Mais je peux vous en faire un résumé : j’ai fait quelques modifications sur Wikipédia il y a un an. J’ai commencé un peu par accident, après avoir découvert avec surprise qu’une partie de mes travaux universitaires se sont retrouvés sur le site. J’ai consacré un peu de temps à réorganiser et à étoffer des articles et des catégories liées à l’Amérique Latine, en particulier à la culture sud-américaine, qui est ma spécialité. J’ai découvert que la couverture de ce sujet sur Wikipédia était inégale, c’est le moins que l’on puisse dire. C’est en m’engageant là dedans que j’ai pris conscience que des étudiants pourraient apporter une participation constructive au site.
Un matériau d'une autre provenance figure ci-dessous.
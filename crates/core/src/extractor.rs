//! Extraction of the types an SDK depends on.
//!
//! Every referenced type is turned into a standalone declaration, together
//! with the location of each type it depends on. Extracted types are cached
//! per (file, name) for the whole run, which is also what stops recursion on
//! shared and cyclic types.

use std::collections::HashMap;
use std::ops::{Deref, DerefMut};
use std::rc::Rc;

use indexmap::IndexMap;
use nsdk_common::MagicType;
use nsdk_common::naming::quote_if_needed;
use serde::{Deserialize, Serialize};
use tracing::debug;

use crate::classdeps::analyze_class_deps;
use crate::diagnostics::Warnings;
use crate::error::AnalyzerError;
use crate::modules::SdkModules;
use crate::methods::SdkMethod;
use crate::params::{SdkMethodBody, SdkMethodParams};
use crate::source::{
    Declaration, DeclarationKind, IndexSignature, MODULE_EXTENSIONS, Member, SourceFile,
    SourceProject, TypeExpr, is_absolute_path, strip_module_extension,
};
use crate::typedeps::{ResolvedTypeDeps, resolve_type_dependencies};

/// Header prepended to every magic placeholder.
pub const MAGIC_PLACEHOLDER_HEADER: &str = "/** @file Magic placeholder from configuration file */";

/// Magic types applied after the configured ones.
pub fn builtin_magic_types() -> Vec<MagicType> {
    vec![MagicType {
        source_file_suffix: "@mikro-orm/core".to_string(),
        type_name: "Collection".to_string(),
        placeholder_content: "export type Collection<T, _ = unknown> = Array<T>;".to_string(),
    }]
}

/// Where a type is declared, before its file extension is known.
#[derive(Debug, Clone, PartialEq, Eq, Hash, Serialize, Deserialize)]
#[serde(rename_all = "camelCase")]
pub struct TypeLocation {
    /// Type name.
    pub typename: String,
    /// Root-relative file path without extension.
    pub relative_path_no_ext: String,
}

/// A type location resolved to a physical file.
#[derive(Debug, Clone, PartialEq, Eq, Hash, Serialize, Deserialize)]
#[serde(rename_all = "camelCase")]
pub struct TypeLocationWithExt {
    /// Type name.
    pub typename: String,
    /// Root-relative file path without extension.
    pub relative_path_no_ext: String,
    /// Root-relative file path.
    pub relative_path: String,
}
Ils se servent déjà de Wikipédia, pourquoi ne pas trouver une manière de les faire participer ? C’est là que j’ai réalisé que c’est seulement en contribuant à cette encyclopédie qu’on peut vraiment la connaître, mieux distinguer ses forces et ses faiblesses, mais surtout comprendre ce qui fait qu’elle est comme elle est.

En fait j’ai toujours été attiré par l’usage de la technologie dans l’enseignement : listes de diffusion, sites Web, etc. Mais je n’ai jamais été un grand fan des « technologies de l’éducation » et ses prgrammes comme WebCT que les élèves ne rencontrent qu’en classe. En créant une sorte ghetto pédagogique, les technologies de l’éducation semblent passer complètement à côté des possibilités les plus intéressantes et les plus passionnantes qu’offre Internet : l’ouverture sur le vaste monde qui existe en dehors de la salle de classe et la re-définition des liens, parfois fragiles, entre les enseignants (censés être des experts et des puits de savoir) et les étudiants (trop souvent considérés comme les destinataires passifs de ce savoir).

Globalement, le projet sur Wikipédia avait plusieurs avantages :

  • faire mieux découvrir Wikipédia aux étudiants, un site important qu’ils emploient souvent (et trop souvent à mauvais escient);
  • améliorer Wikipédia en créant du contenu nouveau sur des sujets encore incomplets;
  • encourager les étudiants à créer quelque chose qui irradie au-delà du périmètre du cours, dans la sphère publique;
  • leur donner des objectifs tangibles qui seraient jugés autrement que par mon point de vue professoral;
  • changer leur approche de l’écriture en mettant en valeur l’importance de l’amélioration permanente;
  • leur apprendre la recherche et comment utiliser et évaluer une source.

Avez-vous consulté d’autres universitaires ou des étudiants avant de lancer ce projet ?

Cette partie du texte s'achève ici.